Frei Betto: Igreja está 'encastelada' e não vê a realidade



Mais do que ter dificuldade para se adaptar à realidade atual, a Igreja Católica “fica encastelada em seu principismo abstrato”. A opinião é do frade dominicano e escritor Frei Betto.


Em entrevista à repórter Michelle Amaral, do Brasil de Fato, ele comenta os dois casos recentes envolvendo representantes da Igreja Católica: a excomunhão dos envolvidos no aborto da menina pernambucana de 9 anos e o afastamento do padre Luiz Couto de suas atividades eclesiásticas em decorrência das declarações controversas às da doutrina católica

Segundo frei Betto, tais exemplos explicam como o conservadorismo ainda defendido pela Igreja — em contrapartida à realidade do povo — contribui para o afastamento de seus fiéis. Nas duas situações, o posicionamento da Igreja causou grande polêmica.

Dom José Cardoso Sobrinho excomunhou a mãe e a equipe médica que realizaram o aborto de uma menina de 9 anos, que foi violentada por seu padrasto e acabou grávida de gêmeos. Sem considerar os riscos que a menina corria, Dom José afirmou que cumpria uma lei católica.

No caso do padre Luiz Couto, Dom Aldo di Cillo Pagotto o suspendeu do uso de Ordem até que se retrate em público sobre declarações feitas por ele em uma entrevista, na qual defende o fim do celibato, o uso de preservativos e o combate à discriminação de homossexuais. O padre é também deputado federal e atual presidente da Comissão de Direitos Humanos e Minoria (CDHM) da Câmara dos Deputados.

Confira a entrevista.

Como o sr. avalia a posição da Igreja Católica frente a estes dois recentes casos, da excomunhão (por Dom José Cardoso Sobrinho) pelo aborto da menina de 9 anos e do afastamento do padre Luiz Couto (por Dom Aldo Pagotto) por suas declarações controvérsias ao pensamento conservador católico?
Penso que demonstram a dificuldade de a Igreja Católica se adaptar à realidade atual. Comparo a atitude do arcebispo de Olinda e Recife com a de Jesus diante da mulher adúltera... Que diferença! Jesus foi capaz de compreender, perdoar, acolher.

Os médicos agiram corretamente, para salvar a vida da menina e evitar o risco de três mortes. E manifesto todo o meu apoio ao padre Luiz Couto, de quem sou amigo e admirador.

Dessa forma a Igreja se afasta da realidade vivida pelas pessoas atualmente?
Sim, a Igreja fica encastelada em seu principismo abstrato, sem considerar o que a teologia chama de "moral de situação", a partir da realidade concreta.

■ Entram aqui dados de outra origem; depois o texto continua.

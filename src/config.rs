use config::{Config, ConfigError, Environment, File};
use serde::Deserialize;
use std::collections::HashMap;
use std::env;
use std::path::PathBuf;
use std::time::Duration;

use crate::domain::enrichment::{RateTable, TokenRate, WeightedEngagement};
use crate::domain::metrics::RetentionDays;
use crate::processor::{ProcessorConfig, RetryConfig};
use crate::publisher::PublisherConfig;
use crate::query::QueryCacheConfig;
use crate::store::StoreConfig;

#[derive(Debug, Deserialize, Clone)]
pub struct Settings {
    pub environment: String,
    pub ingestion: IngestionSettings,
    pub processor: ProcessorSettings,
    pub store: StoreSettings,
    pub query: QuerySettings,
    pub publisher: PublisherSettings,
    pub pricing: PricingSettings,
    pub engagement: EngagementSettings,
    pub logging: LoggingSettings,
}

#[derive(Debug, Deserialize, Clone)]
pub struct IngestionSettings {
    pub capacity: usize,
    /// How long `submit` waits for queue space before failing
    pub enqueue_timeout_ms: u64,
}

#[derive(Debug, Deserialize, Clone)]
pub struct ProcessorSettings {
    pub workers: usize,
    pub batch_size: usize,
    pub batch_wait_ms: u64,
    pub dedup_window_secs: u64,
    pub dedup_capacity: usize,
    pub max_clock_skew_ms: u64,
    pub shutdown_timeout_ms: u64,
    pub fatal_dead_letter_threshold: u32,
    /// JSON-lines dead-letter file; dead letters stay in memory when unset
    pub dead_letter_path: Option<PathBuf>,
    pub retry: RetrySettings,
}

#[derive(Debug, Deserialize, Clone)]
pub struct RetrySettings {
    pub max_retries: u32,
    pub initial_delay_ms: u64,
    pub max_delay_ms: u64,
    pub backoff_factor: f64,
}

#[derive(Debug, Deserialize, Clone)]
pub struct StoreSettings {
    pub max_raw_range_secs: u64,
    pub max_raw_points: usize,
    pub retention_days: u32,
    pub bucket_retention_multiplier: u32,
    /// Zero disables the built-in retention task
    pub cleanup_interval_secs: u64,
}

#[derive(Debug, Deserialize, Clone)]
pub struct QuerySettings {
    pub cache_ttl_secs: u64,
    pub cache_capacity: u64,
}

#[derive(Debug, Deserialize, Clone)]
pub struct PublisherSettings {
    pub flush_interval_ms: u64,
    pub flush_threshold: usize,
    pub max_buffer: usize,
    pub subscriber_queue: usize,
}

#[derive(Debug, Deserialize, Clone)]
pub struct PricingSettings {
    pub default_prompt_per_1k: Option<f64>,
    pub default_completion_per_1k: Option<f64>,
    #[serde(default)]
    pub models: HashMap<String, TokenRate>,
}

#[derive(Debug, Deserialize, Clone)]
pub struct EngagementSettings {
    pub per_session_minute: f64,
    pub per_message: f64,
    pub max_score: f64,
}

#[derive(Debug, Deserialize, Clone, Copy, PartialEq, Eq)]
#[serde(rename_all = "lowercase")]
pub enum LogFormat {
    Json,
    Pretty,
}

#[derive(Debug, Deserialize, Clone)]
pub struct LoggingSettings {
    pub level: String,
    pub format: LogFormat,
}

impl Settings {
    pub fn new() -> Result<Self, ConfigError> {
        let environment = env::var("ENVIRONMENT").unwrap_or_else(|_| "development".to_string());

        let config = Self::defaults(Config::builder(), &environment)?
            // Add configuration file if it exists
            .add_source(File::with_name("config/default").required(false))
            .add_source(File::with_name(&format!("config/{}", environment)).required(false))
            .add_source(File::with_name("config/local").required(false))
            // Add environment variables with prefix
            .add_source(
                Environment::with_prefix("CHAT_ANALYTICS")
                    .separator("__")
                    .try_parsing(true),
            )
            .build()?;

        config.try_deserialize()
    }

    /// Built-in defaults only, ignoring files and the environment
    pub fn defaults_only() -> Result<Self, ConfigError> {
        Self::defaults(Config::builder(), "test")?
            .build()?
            .try_deserialize()
    }

    fn defaults(
        builder: config::ConfigBuilder<config::builder::DefaultState>,
        environment: &str,
    ) -> Result<config::ConfigBuilder<config::builder::DefaultState>, ConfigError> {
        builder
            .set_default("environment", environment)?
            .set_default("ingestion.capacity", 10_000)?
            .set_default("ingestion.enqueue_timeout_ms", 50)?
            .set_default("processor.workers", 4)?
            .set_default("processor.batch_size", 100)?
            .set_default("processor.batch_wait_ms", 100)?
            .set_default("processor.dedup_window_secs", 3600)?
            .set_default("processor.dedup_capacity", 100_000)?
            .set_default("processor.max_clock_skew_ms", 60_000)?
            .set_default("processor.shutdown_timeout_ms", 30_000)?
            .set_default("processor.fatal_dead_letter_threshold", 10)?
            .set_default("processor.retry.max_retries", 5)?
            .set_default("processor.retry.initial_delay_ms", 100)?
            .set_default("processor.retry.max_delay_ms", 30_000)?
            .set_default("processor.retry.backoff_factor", 2.0)?
            .set_default("store.max_raw_range_secs", 86_400)?
            .set_default("store.max_raw_points", 100_000)?
            .set_default("store.retention_days", 30)?
            .set_default("store.bucket_retention_multiplier", 7)?
            .set_default("store.cleanup_interval_secs", 3600)?
            .set_default("query.cache_ttl_secs", 300)?
            .set_default("query.cache_capacity", 10_000)?
            .set_default("publisher.flush_interval_ms", 1000)?
            .set_default("publisher.flush_threshold", 50)?
            .set_default("publisher.max_buffer", 1000)?
            .set_default("publisher.subscriber_queue", 16)?
            .set_default("pricing.default_prompt_per_1k", 0.0015)?
            .set_default("pricing.default_completion_per_1k", 0.002)?
            .set_default("engagement.per_session_minute", 1.0)?
            .set_default("engagement.per_message", 2.0)?
            .set_default("engagement.max_score", 100.0)?
            .set_default("logging.level", "info")?
            .set_default("logging.format", "json")
    }

    pub fn enqueue_timeout(&self) -> Duration {
        Duration::from_millis(self.ingestion.enqueue_timeout_ms)
    }

    pub fn processor_config(&self) -> ProcessorConfig {
        let processor = &self.processor;
        ProcessorConfig {
            workers: processor.workers,
            batch_size: processor.batch_size,
            batch_wait: Duration::from_millis(processor.batch_wait_ms),
            dedup_window: Duration::from_secs(processor.dedup_window_secs),
            dedup_capacity: processor.dedup_capacity,
            max_clock_skew: Duration::from_millis(processor.max_clock_skew_ms),
            shutdown_timeout: Duration::from_millis(processor.shutdown_timeout_ms),
            fatal_dead_letter_threshold: processor.fatal_dead_letter_threshold,
            retry: RetryConfig {
                max_retries: processor.retry.max_retries,
                initial_delay: Duration::from_millis(processor.retry.initial_delay_ms),
                max_delay: Duration::from_millis(processor.retry.max_delay_ms),
                backoff_factor: processor.retry.backoff_factor,
            },
        }
    }

    pub fn store_config(&self) -> StoreConfig {
        StoreConfig {
            max_raw_range: Duration::from_secs(self.store.max_raw_range_secs),
            max_raw_points: self.store.max_raw_points,
            bucket_retention_multiplier: self.store.bucket_retention_multiplier,
        }
    }

    pub fn retention(&self) -> Result<RetentionDays, ConfigError> {
        RetentionDays::try_new(self.store.retention_days)
            .map_err(|e| ConfigError::Message(format!("store.retention_days: {e}")))
    }

    /// `None` when periodic cleanup is disabled
    pub fn cleanup_interval(&self) -> Option<Duration> {
        (self.store.cleanup_interval_secs > 0)
            .then(|| Duration::from_secs(self.store.cleanup_interval_secs))
    }

    pub fn query_cache_config(&self) -> QueryCacheConfig {
        QueryCacheConfig {
            ttl: Duration::from_secs(self.query.cache_ttl_secs),
            max_capacity: self.query.cache_capacity,
        }
    }

    pub fn publisher_config(&self) -> PublisherConfig {
        PublisherConfig {
            flush_interval: Duration::from_millis(self.publisher.flush_interval_ms),
            flush_threshold: self.publisher.flush_threshold,
            max_buffer: self.publisher.max_buffer,
            subscriber_queue: self.publisher.subscriber_queue,
        }
    }

    /// The fallback rate applies only when both halves are configured
    pub fn rate_table(&self) -> RateTable {
        let pricing = &self.pricing;
        let default_rate = pricing
            .default_prompt_per_1k
            .zip(pricing.default_completion_per_1k)
            .map(|(prompt_per_1k, completion_per_1k)| TokenRate {
                prompt_per_1k,
                completion_per_1k,
            });
        RateTable {
            default_rate,
            models: pricing.models.clone(),
        }
    }

    pub fn engagement_model(&self) -> WeightedEngagement {
        WeightedEngagement {
            per_session_minute: self.engagement.per_session_minute,
            per_message: self.engagement.per_message,
            max_score: self.engagement.max_score,
        }
    }
}

#[cfg(test)]
mod tests {
    use super::*;
    use config::FileFormat;

    fn settings_from_toml(toml: &str) -> Settings {
        Settings::defaults(Config::builder(), "test")
            .unwrap()
            .add_source(File::from_str(toml, FileFormat::Toml))
            .build()
            .unwrap()
            .try_deserialize()
            .unwrap()
    }

    #[test]
    fn test_settings_can_be_loaded() {
        let settings = Settings::defaults_only();
        assert!(settings.is_ok());
    }

    #[test]
    fn test_defaults_match_component_defaults() {
        let settings = Settings::defaults_only().unwrap();
        assert_eq!(settings.processor_config(), ProcessorConfig::default());
        assert_eq!(settings.store_config(), StoreConfig::default());
        assert_eq!(settings.publisher_config(), PublisherConfig::default());
        assert_eq!(settings.query_cache_config(), QueryCacheConfig::default());
        assert_eq!(settings.rate_table(), RateTable::default());
        assert_eq!(settings.engagement_model(), WeightedEngagement::default());
        assert_eq!(settings.logging.format, LogFormat::Json);
    }

    #[test]
    fn test_file_overrides_defaults() {
        let settings = settings_from_toml(
            r#"
            [processor]
            workers = 8
            dead_letter_path = "/var/lib/chat_analytics/dead_letters.jsonl"

            [store]
            cleanup_interval_secs = 0

            [pricing.models.gpt-4o]
            prompt_per_1k = 0.005
            completion_per_1k = 0.015

            [logging]
            format = "pretty"
            "#,
        );

        assert_eq!(settings.processor_config().workers, 8);
        assert!(settings.processor.dead_letter_path.is_some());
        assert_eq!(settings.cleanup_interval(), None);
        assert_eq!(
            settings.rate_table().models.get("gpt-4o").map(|r| r.prompt_per_1k),
            Some(0.005)
        );
        assert_eq!(settings.logging.format, LogFormat::Pretty);
    }

    #[test]
    fn test_zero_retention_is_rejected() {
        let settings = settings_from_toml("[store]\nretention_days = 0\n");
        assert!(settings.retention().is_err());
    }
}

Assim, os fiéis buscam outras denominações religiosas, onde se sentem mais acolhidos pela compaixão, o perdão, a misericórdia divina manifestada através de seus pastores. A cada ano a Igreja Católica perde, no Brasil, 1% dos fiéis.

Para um católico, o que representa a excomunhão?
A exclusão da instituição eclesiástica e da participação em seus sacramentos, jamais a ruptura com Deus e com o próximo.

As mudanças propostas por Luiz Couto fazem parte de um debate estabelecido por muitos segmentos da sociedade e da própria igreja. O senhor acredita que a polêmica em torno de seu afastamento, pode contribuir para que essas propostas ganhem mais força?
É bom esclarecer aos leitores que o padre Luiz Couto foi suspenso de ordens — proibido de celebrar os sacramentos — por defender o fim do celibato e da discriminação aos homossexuais, bem como o uso de preservativos. Acho que ele está coberto de razão.

A Igreja teve apóstolos casados, como Pedro (Jesus curou a sogra dele), e sacerdotes casados nos primeiros séculos. A vocação ao sacerdócio não coincide necessariamente com a vocação ao celibato.

Quanto à homossexualidade, defendo que é uma tendência natural do ser humano e, como tal, deve ser respeitada, e não discriminada ou condenada como ocorria em sociedades patriarcais, machistas, como as que estão espelhadas no Antigo Testamento. E concordo com o cardeal Arns quanto ao preservativo: é um mal menor frente à epidemia que leva à morte milhões de pessoas.

E como a Igreja deveria se posicionar?
Sempre em favor da vida e do amor, como o que une um casal do mesmo sexo.

De que forma a Teologia da Libertação contribui para as mudanças na forma de se praticar o cristianismo da Igreja Católica?
A Teologia da Libertação faz uma nova leitura das fontes da revelação cristã, como o Bíblia e a tradição da Igreja, assim como fizeram Santo Agostinho, no século 4, e Santo Tomás de Aquino, no século 13.